Мы приехали в Мадрид впятером: Пархоменко, Юрий Сандалов, Стелла Житарева и мы с Вероникой — и поселились в гостинице Melia Castilla, в той же самой, где год назад состоялся вадовский конгресс. Стелла была ценной помощницей Пархоменко и Сандалова, она переводила самые секретные переговоры и вела переписку с Аяном; в ЦСП её кабинет был на первом этаже, Пархоменко сидел на втором, Сандалов — на третьем. Уже в первый день у Николая Николаевича состоялись переговоры с Аяном, и, видимо, безрезультатные, потому что оставшиеся дни Пархоменко сидел у себя в номере, непрерывно курил и не выходил даже на завтрак. Стелла приносила ему в номер еду, но он выпивал только кофе и почти ничего не ел. Выйдя от него, Стелла плакала, Вероника пыталась её успокоить, а мы с Сандаловым молча пили виски Red Label… Не из экономии, а просто потому, что этот сорт любил Пархоменко. А мы все любили Пархоменко.

Великий был человек! Он — и ещё Валентин Сыч.
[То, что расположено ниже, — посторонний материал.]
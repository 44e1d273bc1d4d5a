//! Pixel compositing helpers: alpha blending and canvas extension.

use image::{Rgba, RgbaImage};

/// Alpha-composite `fg` over the pixel at `(x, y)`. Out-of-bounds is a no-op.
pub fn blend_onto(base: &mut RgbaImage, x: u32, y: u32, fg: Rgba<u8>) {
    if x >= base.width() || y >= base.height() {
        return;
    }
    let alpha = fg[3] as f32 / 255.0;
    if alpha > 0.99 {
        base.put_pixel(x, y, fg);
    } else if alpha > 0.01 {
        let bg = *base.get_pixel(x, y);
        base.put_pixel(x, y, blend_pixel(&bg, &fg, alpha));
    }
}

fn blend_pixel(bg: &Rgba<u8>, fg: &Rgba<u8>, alpha: f32) -> Rgba<u8> {
    let inv = 1.0 - alpha;
    Rgba([
        (fg[0] as f32 * alpha + bg[0] as f32 * inv) as u8,
        (fg[1] as f32 * alpha + bg[1] as f32 * inv) as u8,
        (fg[2] as f32 * alpha + bg[2] as f32 * inv) as u8,
        bg[3].max(fg[3]),
    ])
}

/// Copy `img` onto a taller canvas whose extra `band_height` rows at the
/// bottom are filled with `fill`.
pub fn extend_bottom(img: &RgbaImage, band_height: u32, fill: Rgba<u8>) -> RgbaImage {
    let (w, h) = img.dimensions();
    let mut out = RgbaImage::from_pixel(w, h + band_height, fill);
    for (x, y, pixel) in img.enumerate_pixels() {
        out.put_pixel(x, y, *pixel);
    }
    out
}
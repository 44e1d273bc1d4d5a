//! Generate command implementation.

use std::path::Path;

use anyhow::{Context, Result, anyhow, bail};
use qr_engine::output::write_file;
use qr_engine::payload::restaurant_page_url;
use qr_engine::{GeneratedImage, WifiAuth, encode_png, generate_short_code, menu_url, wifi_payload};
use tracing::info;

use super::{GenerateArgs, file_stem};
use crate::config::AppConfig;

/// What to encode and the default file stem for it.
#[derive(Debug, PartialEq, Eq)]
struct Target {
    payload: String,
    name: String,
    short_code: Option<String>,
}

/// Run the generate command.
pub async fn run(args: GenerateArgs, config: AppConfig) -> Result<()> {
    let target = resolve_target(&args, &config.base_url)?;
    let style = args.style.resolve(&config.default_template)?;
    let path = args
        .output
        .clone()
        .unwrap_or_else(|| config.output_dir.join(format!("{}.png", target.name)));

    let payload = target.payload.clone();
    let label = args.label.clone();
    let out_path = path.clone();
    let generated = tokio::task::spawn_blocking(move || -> Result<GeneratedImage> {
        ensure_parent(&out_path)?;
        let synth = config.synthesizer()?;
        match label {
            Some(label) => {
                let img = synth.render_labeled(&payload, &label, &style)?;
                let png = encode_png(&img)?;
                write_file(&out_path, &png)?;
                Ok(GeneratedImage {
                    path: out_path,
                    png,
                    width: img.width(),
                    height: img.height(),
                })
            }
            None => Ok(synth.generate_to_path(&payload, &out_path, &style)?),
        }
    })
    .await
    .context("Generation task panicked")?
    .with_context(|| format!("Failed to generate {}", path.display()))?;

    info!(path = %generated.path.display(), "Generated QR code");

    if args.json {
        let output = serde_json::json!({
            "path": generated.path,
            "payload": target.payload,
            "shortCode": target.short_code,
            "width": generated.width,
            "height": generated.height,
        });
        println!("{}", serde_json::to_string_pretty(&output)?);
    } else {
        println!("{}", generated.path.display());
        println!("  {}", target.payload);
    }
    Ok(())
}

fn resolve_target(args: &GenerateArgs, base_url: &str) -> Result<Target> {
    if let Some(data) = &args.data {
        return Ok(Target {
            payload: data.clone(),
            name: "qr".into(),
            short_code: None,
        });
    }

    let code = match (&args.short_code, args.random_code) {
        (Some(code), _) => Some(code.clone()),
        (None, true) => Some(generate_short_code()),
        (None, false) => None,
    };
    if let Some(code) = code {
        return Ok(Target {
            payload: menu_url(base_url, &code),
            name: format!("menu-{}", file_stem(&code)),
            short_code: Some(code),
        });
    }

    if let Some(ssid) = &args.wifi_ssid {
        let auth: WifiAuth = args
            .wifi_auth
            .as_deref()
            .unwrap_or("wpa")
            .parse()
            .map_err(|e: String| anyhow!(e))?;
        return Ok(Target {
            payload: wifi_payload(ssid, args.wifi_password.as_deref(), auth),
            name: format!("wifi-{}", file_stem(ssid)),
            short_code: None,
        });
    }

    if let (Some(page), Some(restaurant)) = (&args.page, &args.restaurant) {
        return Ok(Target {
            payload: restaurant_page_url(base_url, restaurant, page),
            name: format!("{}-{}", file_stem(restaurant), file_stem(page)),
            short_code: None,
        });
    }

    bail!("Nothing to encode: pass --data, --short-code, --random-code, --wifi-ssid, or --page")
}

fn ensure_parent(path: &Path) -> Result<()> {
    if let Some(parent) = path.parent().filter(|p| !p.as_os_str().is_empty()) {
        std::fs::create_dir_all(parent)
            .with_context(|| format!("Failed to create {}", parent.display()))?;
    }
    Ok(())
}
Радости в Мадриде было мало: Аян дал понять, что Пархоменко останется вице-президентом, однако дни его были сочтены, и после его смерти Россия потеряет место вице-президента IWF. Более того, наши заявки на места в комиссиях не проходили, подручные Аяна заранее раздали всем бумажки, за кого следует голосовать. Меня в списке не было, и я набрал лишь восемь голосов; мы потом прослезились — это были голоса бывших республик СССР, наших друзей, оставшихся с советских времён… Вот и всё. Это была последняя поездка Николая Николаевича Пархоменко. Его похоронили летом 2009 года. Атлетически сложенный борец, красавец по народным меркам, в гробу он был неузнаваем: скелет, обтянутый кожей. Все органы были поражены болезнью, но его сердце продолжало биться очень долго. Он был детдомовец, фэзэушник, потом борец, опытный тренер и умелый руководитель. Он обладал каким-то тонким и глубинным, артезианским чувством юмора.